Os médicos responsáveis pela hidrolipo que provocou a morte da radiologista Carla Bastos Fares deixaram o Estado do Rio de Janeiro e só voltarão a se pronunciar sobre o caso na segunda-feira. A advogada Fernanda Marcial informou que a ginecologista Daniela Fernandes e o anestesista Marco Antônio Raposo decidiram ficar em silêncio depois que foram hostilizados por parentes da vítima, ontem, quando prestaram depoimento na 59ª Delegacia de Polícia, em Duque de Caxias, na Baixada Fluminense.

"A situação ali saiu do controle. Eu preciso proteger a integridade física dos meus clientes", disse a advogada. O delegado responsável pelo caso, Antônio Silvino, informou que Raposo, que foi o anestesista da hidrolipo e que não tem especialização em medicina estética, será indiciado por homicídio culposo.

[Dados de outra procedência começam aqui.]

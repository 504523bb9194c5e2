use std::path::Path;

use serde::{Deserialize, Serialize};
use thiserror::Error;

use crate::editor::{EditorConfig, NodeTemplate};
use crate::history::DEFAULT_HISTORY_LIMIT;
use crate::model::{NodeKind, Rgba, Workspace};
use crate::viewport::DEFAULT_WHEEL_SENSITIVITY;

#[derive(Debug, Error)]
pub(super) enum SettingsError {
    #[error("cannot read {path}: {source}")]
    Read {
        path: String,
        source: std::io::Error,
    },
    #[error("cannot write {path}: {source}")]
    Write {
        path: String,
        source: std::io::Error,
    },
    #[error("{path} is neither valid TOML ({toml}) nor JSON ({json})")]
    Parse {
        path: String,
        toml: toml::de::Error,
        json: serde_json::Error,
    },
    #[error(transparent)]
    EncodeToml(#[from] toml::ser::Error),
    #[error(transparent)]
    EncodeJson(#[from] serde_json::Error),
}

#[derive(Clone, Debug, PartialEq, Serialize, Deserialize)]
#[serde(default)]
pub(super) struct EditorSettings {
    pub file_path: String,
    pub svg_path: String,
    pub snap_to_grid: bool,
    pub grid_size: f64,
    pub node_width: f64,
    pub node_height: f64,
    pub node_color: String,
    pub node_kind: NodeKind,
    pub wheel_sensitivity: f64,
    pub history_limit: usize,
}

impl Default for EditorSettings {
    fn default() -> Self {
        let node = NodeTemplate::default();
        Self {
            file_path: "workspace.json".to_string(),
            svg_path: "workspace.svg".to_string(),
            snap_to_grid: true,
            grid_size: 20.0,
            node_width: node.width,
            node_height: node.height,
            node_color: node.color.to_hex(),
            node_kind: node.kind,
            wheel_sensitivity: DEFAULT_WHEEL_SENSITIVITY,
            history_limit: DEFAULT_HISTORY_LIMIT,
        }
    }
}

impl EditorSettings {
    pub fn editor_config(&self) -> EditorConfig {
        let fallback = NodeTemplate::default();
        let positive = |v: f64, d: f64| if v.is_finite() && v > 0.0 { v } else { d };
        EditorConfig {
            history_limit: self.history_limit.max(1),
            wheel_sensitivity: positive(self.wheel_sensitivity, DEFAULT_WHEEL_SENSITIVITY),
            node: NodeTemplate {
                width: positive(self.node_width, fallback.width),
                height: positive(self.node_height, fallback.height),
                color: Rgba::from_hex(&self.node_color).unwrap_or(fallback.color),
                kind: self.node_kind,
            },
        }
    }

    pub fn blank_workspace(&self) -> Workspace {
        let mut ws = Workspace::default();
        ws.set_snap_to_grid(self.snap_to_grid);
        if ws.set_grid_size(self.grid_size).is_err() {
            tracing::warn!(grid_size = self.grid_size, "ignoring invalid grid size in settings");
        }
        ws
    }
}

fn is_toml(path: &str) -> bool {
    Path::new(path)
        .extension()
        .is_some_and(|ext| ext.eq_ignore_ascii_case("toml"))
}

/// Reads TOML or JSON, whichever parses; the extension only picks which is tried first.
pub(super) fn load_settings(path: &str) -> Result<EditorSettings, SettingsError> {
    let s = std::fs::read_to_string(path).map_err(|source| SettingsError::Read {
        path: path.to_string(),
        source,
    })?;
    let toml = toml::from_str::<EditorSettings>(&s);
    let json = serde_json::from_str::<EditorSettings>(&s);
    match (toml, json) {
        (Ok(settings), Err(_)) | (Err(_), Ok(settings)) => Ok(settings),
        (Ok(from_toml), Ok(from_json)) => Ok(if is_toml(path) { from_toml } else { from_json }),
        (Err(toml), Err(json)) => Err(SettingsError::Parse {
            path: path.to_string(),
            toml,
            json,
        }),
    }
}

pub(super) fn save_settings(path: &str, settings: &EditorSettings) -> Result<(), SettingsError> {
    let text = if is_toml(path) {
        toml::to_string_pretty(settings)?
    } else {
        serde_json::to_string_pretty(settings)?
    };
    std::fs::write(path, text).map_err(|source| SettingsError::Write {
        path: path.to_string(),
        source,
    })
}

#[cfg(test)]
mod tests {
    use super::*;

    #[test]
    fn partial_toml_fills_defaults() {
        let s: EditorSettings = toml::from_str("grid_size = 5.0\nnode_kind = \"stock\"\n").unwrap();
        assert_eq!(s.grid_size, 5.0);
        assert_eq!(s.node_kind, NodeKind::Stock);
        assert_eq!(s.history_limit, DEFAULT_HISTORY_LIMIT);
    }

    #[test]
    fn bad_values_fall_back_in_config() {
        let s = EditorSettings {
            node_color: "not a colour".into(),
            wheel_sensitivity: -1.0,
            node_width: 0.0,
            ..EditorSettings::default()
        };
        let config = s.editor_config();
        assert_eq!(config.node.color, NodeTemplate::default().color);
        assert_eq!(config.wheel_sensitivity, DEFAULT_WHEEL_SENSITIVITY);
        assert_eq!(config.node.width, NodeTemplate::default().width);
    }

    #[test]
    fn blank_workspace_uses_grid_preferences() {
        let s = EditorSettings {
            grid_size: 0.0,
            ..EditorSettings::default()
        };
        let ws = s.blank_workspace();
        assert!(ws.snap_to_grid);
        assert_eq!(ws.grid_size, crate::model::DEFAULT_GRID_SIZE);
    }

    #[test]
    fn round_trips_through_both_formats() {
        let dir = std::env::temp_dir().join(format!("isoframe-settings-{}", std::process::id()));
        std::fs::create_dir_all(&dir).unwrap();
        let settings = EditorSettings {
            grid_size: 12.5,
            ..EditorSettings::default()
        };
        for name in ["s.toml", "s.json"] {
            let path = dir.join(name).display().to_string();
            save_settings(&path, &settings).unwrap();
            assert_eq!(load_settings(&path).unwrap(), settings);
        }
        std::fs::remove_dir_all(&dir).ok();
    }

    #[test]
    fn missing_file_is_a_read_error() {
        let err = load_settings("/definitely/not/here.toml").unwrap_err();
        assert!(matches!(err, SettingsError::Read { .. }));
    }
}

Carla Bastos Fares, de 33 anos, teve uma parada cardiorrespiratória durante a hidrolipo realizada na quarta-feira da semana passada, na clínica Med Light. O procedimento era o terceiro a que ela se submetia. Na segunda operação, ela teve alucinações. "Ela só fez a terceira porque os médicos a convenceram de que ela estava possuída, disseram que era um processo espiritual", contou Nícia Bastos Fares, irmã da vítima.

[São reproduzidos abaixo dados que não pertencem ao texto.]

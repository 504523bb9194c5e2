use eframe::egui;
use tracing::trace;

use crate::editor::Gesture;
use crate::model::Point;
use crate::scene::{SceneInput, build_scene, hit_test};
use crate::tools::{Key, KeyInput, Modifiers, Tool};

use super::StudioApp;
use super::command_palette::{CommandContext, CommandPalette};
use super::help;
use super::render::{draw_background, draw_scene, to_point, transform_for};

fn editor_key(key: egui::Key) -> Option<Key> {
    match key {
        egui::Key::Escape => Some(Key::Escape),
        egui::Key::Delete => Some(Key::Delete),
        egui::Key::Backspace => Some(Key::Backspace),
        other => {
            let mut chars = other.name().chars();
            match (chars.next(), chars.next()) {
                (Some(c), None) if c.is_ascii_alphabetic() => Some(Key::Char(c)),
                _ => None,
            }
        }
    }
}

fn editor_modifiers(m: egui::Modifiers) -> Modifiers {
    Modifiers {
        command: m.command || m.ctrl,
        shift: m.shift,
        alt: m.alt,
    }
}

impl eframe::App for StudioApp {
    fn update(&mut self, ctx: &egui::Context, _frame: &mut eframe::Frame) {
        let wants_keyboard = ctx.wants_keyboard_input();
        let palette_open = self.command_palette.open;
        let mut keys = Vec::new();
        ctx.input_mut(|i| {
            if !palette_open
                && i.consume_key(egui::Modifiers::COMMAND | egui::Modifiers::SHIFT, egui::Key::P)
            {
                self.command_palette.open("");
            }
            if i.consume_key(egui::Modifiers::COMMAND | egui::Modifiers::SHIFT, egui::Key::S) {
                self.save_svg_dialog();
            }
            if i.consume_key(egui::Modifiers::COMMAND, egui::Key::S) {
                self.save_json_dialog();
            }
            if i.consume_key(egui::Modifiers::COMMAND, egui::Key::O) {
                self.open_json_dialog();
            }
            if i.consume_key(egui::Modifiers::NONE, egui::Key::F1) {
                self.show_help = true;
            }
            for event in &i.events {
                if let egui::Event::Key {
                    key,
                    pressed: true,
                    repeat: false,
                    modifiers,
                    ..
                } = event
                {
                    if let Some(key) = editor_key(*key) {
                        keys.push(KeyInput::new(
                            key,
                            editor_modifiers(*modifiers),
                            wants_keyboard || palette_open,
                        ));
                    }
                }
            }
        });
        for input in &keys {
            if self.editor.handle_key(input) {
                trace!(?input, "key handled");
            }
        }

        egui::TopBottomPanel::top("top_bar").show(ctx, |ui| {
            self.menu_bar(ui);
            self.toolbar(ui);
        });
        egui::TopBottomPanel::bottom("status_bar").show(ctx, |ui| {
            self.status_bar(ui);
        });
        egui::SidePanel::left("layers")
            .default_width(220.0)
            .show(ctx, |ui| {
                self.layer_panel(ui);
            });
        egui::SidePanel::right("properties")
            .default_width(240.0)
            .show(ctx, |ui| {
                egui::ScrollArea::vertical().show(ui, |ui| {
                    self.properties_panel(ui);
                });
            });

        egui::CentralPanel::default()
            .frame(egui::Frame::NONE)
            .show(ctx, |ui| {
                let (rect, response) =
                    ui.allocate_exact_size(ui.available_size(), egui::Sense::click_and_drag());
                self.canvas_input(ctx, rect, &response);

                let transform = transform_for(rect, self.editor.workspace());
                let painter = ui.painter_at(rect);
                draw_background(&painter, rect, &transform, self.editor.workspace());
                let input = SceneInput {
                    selection: self.editor.selection(),
                    pending_from: self.editor.pending_connector_source(),
                    pointer: self.pointer_model,
                    ..SceneInput::new(transform)
                };
                let scene = build_scene(self.editor.workspace(), &input);
                draw_scene(&painter, &scene);

                let cursor = match (self.editor.tool(), self.editor.gesture()) {
                    (_, Gesture::Panning) => egui::CursorIcon::Grabbing,
                    (Tool::Pan, _) => egui::CursorIcon::Grab,
                    (Tool::Zoom, _) => egui::CursorIcon::ZoomIn,
                    (Tool::AddNode | Tool::AddConnector, _) => egui::CursorIcon::Crosshair,
                    (Tool::Select, _) => egui::CursorIcon::Default,
                };
                if response.hovered() {
                    ctx.set_cursor_icon(cursor);
                }
            });

        let cx = CommandContext {
            has_selection: self.editor.selection().is_some(),
            has_undo: self.editor.can_undo(),
            has_redo: self.editor.can_redo(),
            layer_count: self.editor.workspace().layers.len(),
        };
        if let Some(cmd) = self.command_palette.ui(ctx, cx) {
            CommandPalette::execute(self, ctx, cmd);
        }

        help::draw_help_window(ctx, &mut self.show_help);
        self.report_rejection();
    }
}

impl StudioApp {
    fn canvas_input(&mut self, ctx: &egui::Context, rect: egui::Rect, response: &egui::Response) {
        let transform = transform_for(rect, self.editor.workspace());
        let hover = ctx.input(|i| i.pointer.hover_pos()).filter(|p| rect.contains(*p));
        self.pointer_model = hover.map(|p| transform.screen_to_model(to_point(p)));

        if hover.is_some() {
            let scroll = ctx.input(|i| i.raw_scroll_delta.y);
            if scroll != 0.0 {
                // egui reports scrolling up as positive; the editor expects wheel deltas
                // where positive zooms out.
                self.editor.wheel(-scroll as f64);
            }
        }

        if response.dragged_by(egui::PointerButton::Middle) {
            let d = response.drag_delta();
            self.editor.pan_view(d.x as f64, d.y as f64);
        }
        if response.dragged_by(egui::PointerButton::Secondary) {
            let d = response.drag_delta();
            self.editor.rotate_view(d.x as f64, d.y as f64);
        }

        if response.drag_started_by(egui::PointerButton::Primary) {
            if let Some(origin) = ctx.input(|i| i.pointer.press_origin()) {
                let screen = to_point(origin);
                let hit = hit_test(self.editor.workspace(), &transform, screen);
                self.editor
                    .pointer_down(transform.screen_to_model(screen), hit.as_deref());
            }
        }
        if response.dragged_by(egui::PointerButton::Primary) {
            if let Some(pos) = response.interact_pointer_pos() {
                let d = response.drag_delta();
                self.editor.pointer_drag(
                    transform.screen_to_model(to_point(pos)),
                    Point::new(d.x as f64, d.y as f64),
                );
            }
        }
        if response.drag_stopped_by(egui::PointerButton::Primary) {
            self.editor.pointer_up();
        }
        if response.clicked() {
            if let Some(pos) = response.interact_pointer_pos() {
                let screen = to_point(pos);
                let hit = hit_test(self.editor.workspace(), &transform, screen);
                self.editor
                    .click(transform.screen_to_model(screen), hit.as_deref());
            }
        }

        self.editor.flush_frame();
    }
}

#[cfg(test)]
mod tests {
    use super::*;

    #[test]
    fn letters_and_editing_keys_reach_the_editor() {
        assert_eq!(editor_key(egui::Key::V), Some(Key::Char('V')));
        assert_eq!(editor_key(egui::Key::Escape), Some(Key::Escape));
        assert_eq!(editor_key(egui::Key::Backspace), Some(Key::Backspace));
        assert_eq!(editor_key(egui::Key::F1), None);
        assert_eq!(editor_key(egui::Key::Num1), None);
    }

    #[test]
    fn ctrl_counts_as_command() {
        let m = editor_modifiers(egui::Modifiers::CTRL);
        assert!(m.command);
        assert!(!m.shift);
    }
}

"Quando o ex-marido dela foi buscá-la, como havia sido combinado, estava uma gritaria na clínica porque não havia equipamentos para salvá-la e estavam usando apenas um balão manual", disse Nícia. Carla foi levada em coma para a Clínica Santa Branca e, na sexta-feira, para o Hospital Quinta D'or, onde foi constatada a morte cerebral. A radiologista foi enterrada no domingo.